The European Central Bank has published amendments to its rules on money market operations that will increase the number of asset-backed securities eligible to be used as collateral for repo operations.
The new rules, which are slated to go into effect on May 1, broaden the ABS/CDO eligibility. The rules previously did not apply specific eligibility criteria to asset-backed securities, which fall under the category of tier one debt instruments, according to the ECB. The previous rules on tier one debt instruments stipulated that bonds must have "fixed, unconditional principal amounts," thus excluding asset-backed securities in which the credit risk has been transferred to a special purpose vehicle using credit derivatives.
The amendments will increase the overall transparency of the collateral framework by specifying the precise criteria that must be fulfilled by asset-backed securities, in addition to the criteria applicable to debt instruments in general. The "fixed, unconditional principal amount" requirement will no longer apply to asset-backed securities. This is because the principal amount of all asset-backed securities is usually dependent on the performance of the underlying assets, the ECB said.
The new criteria for ABS relate to the following five aspects: the structure of the transaction, in particular, the bankruptcy remoteness of the assets; the composition of the pool of assets that should not consist of credit-linked notes or similar claims resulting from the transfer of credit risk by means of credit derivatives; the seniority of the tranches, with only senior and nonsubordinated tranches eligible; the issuer's country of residence, with ABS issued by SPVs in the U.S., Canada, Japan and Switzerland not eligible; and the eligibility assessment where the national central banks reserve the right to request additional information to assess the eligibility of ABS.
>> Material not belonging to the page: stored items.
//! Integration tests for the price feed

use crate::settle;
use livefeed::config::PriceFeedConfig;
use livefeed::feed::{PriceFeed, PriceSource};
use livefeed::ws::{ConnectionState, LoopbackConnector};
use rust_decimal_macros::dec;
use std::sync::Arc;
use std::time::Duration;

const RETRY: Duration = Duration::from_millis(3000);

fn price_frame(symbol: &str, price: u64, second: u32) -> String {
    format!(
        r#"{{"type":"price","symbol":"{symbol}","price":{price},"source":"coinbase","timestamp":"2024-01-01T00:00:{second:02}Z"}}"#
    )
}

fn feed() -> (PriceFeed, Arc<LoopbackConnector>) {
    let connector = LoopbackConnector::new();
    let feed = PriceFeed::with_connector(
        "https://dash.example.com",
        &PriceFeedConfig::default(),
        connector.clone(),
    );
    (feed, connector)
}

#[tokio::test(start_paused = true)]
async fn test_subscribe_connects_to_price_endpoint() {
    let (feed, connector) = feed();

    assert_eq!(connector.urls(), vec!["wss://dash.example.com/ws/prices"]);
    assert!(!feed.is_connected());

    connector.latest().unwrap().open();
    settle().await;
    assert!(feed.is_connected());
}

#[tokio::test(start_paused = true)]
async fn test_two_ticks_give_delta_with_lowercase_lookup() {
    let (feed, connector) = feed();
    let peer = connector.latest().unwrap();
    peer.open();
    peer.text(price_frame("BTC", 50000, 0));
    peer.text(price_frame("BTC", 50500, 1));
    settle().await;

    let entry = feed.price("btc").unwrap();
    assert_eq!(entry.price, dec!(50500));
    assert_eq!(entry.previous_price, Some(dec!(50000)));
    assert_eq!(entry.source, PriceSource::Coinbase);
}

#[tokio::test(start_paused = true)]
async fn test_unrelated_frames_do_not_disturb_feed() {
    let (feed, connector) = feed();
    let peer = connector.latest().unwrap();
    peer.open();
    peer.text("not json");
    peer.text(r#"{"type":"heartbeat"}"#);
    peer.text(price_frame("ETH", 3000, 0));
    settle().await;

    assert!(feed.is_connected());
    assert_eq!(feed.snapshot().len(), 1);
    assert_eq!(feed.price("ETH").unwrap().price, dec!(3000));
}

#[tokio::test(start_paused = true)]
async fn test_snapshot_survives_reconnect() {
    let (feed, connector) = feed();
    let first = connector.latest().unwrap();
    first.open();
    first.text(price_frame("BTC", 50000, 0));
    first.close(Some(1006));
    settle().await;

    assert_eq!(feed.status().state, ConnectionState::Closed);
    assert_eq!(feed.price("BTC").unwrap().price, dec!(50000));

    tokio::time::sleep(RETRY).await;
    settle().await;
    assert_eq!(connector.open_count(), 2);

    let second = connector.latest().unwrap();
    second.open();
    second.text(price_frame("BTC", 51000, 5));
    settle().await;

    let entry = feed.price("BTC").unwrap();
    assert!(feed.is_connected());
    assert_eq!(entry.price, dec!(51000));
    assert_eq!(entry.previous_price, Some(dec!(50000)));
    assert_eq!(feed.status().reconnects, 1);
}

#[tokio::test(start_paused = true)]
async fn test_price_feed_retries_even_clean_close() {
    let (feed, connector) = feed();
    let peer = connector.latest().unwrap();
    peer.open();
    peer.close(Some(1000));
    settle().await;

    tokio::time::sleep(RETRY).await;
    settle().await;

    assert_eq!(connector.open_count(), 2);
    assert_eq!(feed.status().state, ConnectionState::Connecting);
}

#[tokio::test(start_paused = true)]
async fn test_repeated_connect_keeps_one_handle() {
    let (feed, connector) = feed();
    let peer = connector.latest().unwrap();
    peer.open();
    settle().await;

    feed.connect();
    feed.connect();
    peer.text(price_frame("BTC", 1, 0));
    peer.text(price_frame("BTC", 2, 1));
    settle().await;

    assert_eq!(connector.open_count(), 1);
    assert_eq!(connector.live_count(), 1);
    let entry = feed.price("BTC").unwrap();
    assert_eq!(entry.price, dec!(2));
    assert_eq!(entry.previous_price, Some(dec!(1)));
}

#[tokio::test(start_paused = true)]
async fn test_updates_notify_subscribers() {
    let (feed, connector) = feed();
    let mut updates = feed.updates();
    let peer = connector.latest().unwrap();
    peer.open();
    peer.text(price_frame("SPY", 470, 0));

    tokio::time::timeout(Duration::from_millis(100), updates.changed())
        .await
        .expect("no update")
        .unwrap();
    assert!(updates.borrow().get("spy").is_some());
}

#[tokio::test(start_paused = true)]
async fn test_drop_stops_everything() {
    let (feed, connector) = feed();
    let updates = feed.updates();
    let peer = connector.latest().unwrap();
    peer.open();
    peer.text(price_frame("BTC", 50000, 0));
    settle().await;

    drop(feed);
    settle().await;

    assert!(peer.is_released());
    assert!(!peer.text(price_frame("BTC", 1, 1)));
    assert_eq!(updates.borrow().get("BTC").unwrap().price, dec!(50000));

    tokio::time::sleep(RETRY * 2).await;
    assert_eq!(connector.open_count(), 1);
}

#[tokio::test(start_paused = true)]
async fn test_disconnect_then_connect() {
    let (feed, connector) = feed();
    connector.latest().unwrap().open();
    settle().await;

    feed.disconnect();
    settle().await;
    assert!(!feed.is_connected());
    assert!(connector.peer(0).unwrap().is_released());

    tokio::time::sleep(RETRY * 2).await;
    assert_eq!(connector.open_count(), 1);

    feed.connect();
    connector.latest().unwrap().open();
    settle().await;
    assert!(feed.is_connected());
    assert_eq!(connector.open_count(), 2);
}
According to analysts at Deutsche Bank, most cash securitizations under the new rules - including cash CDOs - will be eligible in ECB repo funding. However, synthetic securitizations remain ineligible.
"Synthetic securitizations have been ruled out for a number of reasons," a spokesman at the ECB said. "The underlying assets in synthetic transactions are generally [although not always] more complex and less granular than in the case of more traditional true sale ABS transactions."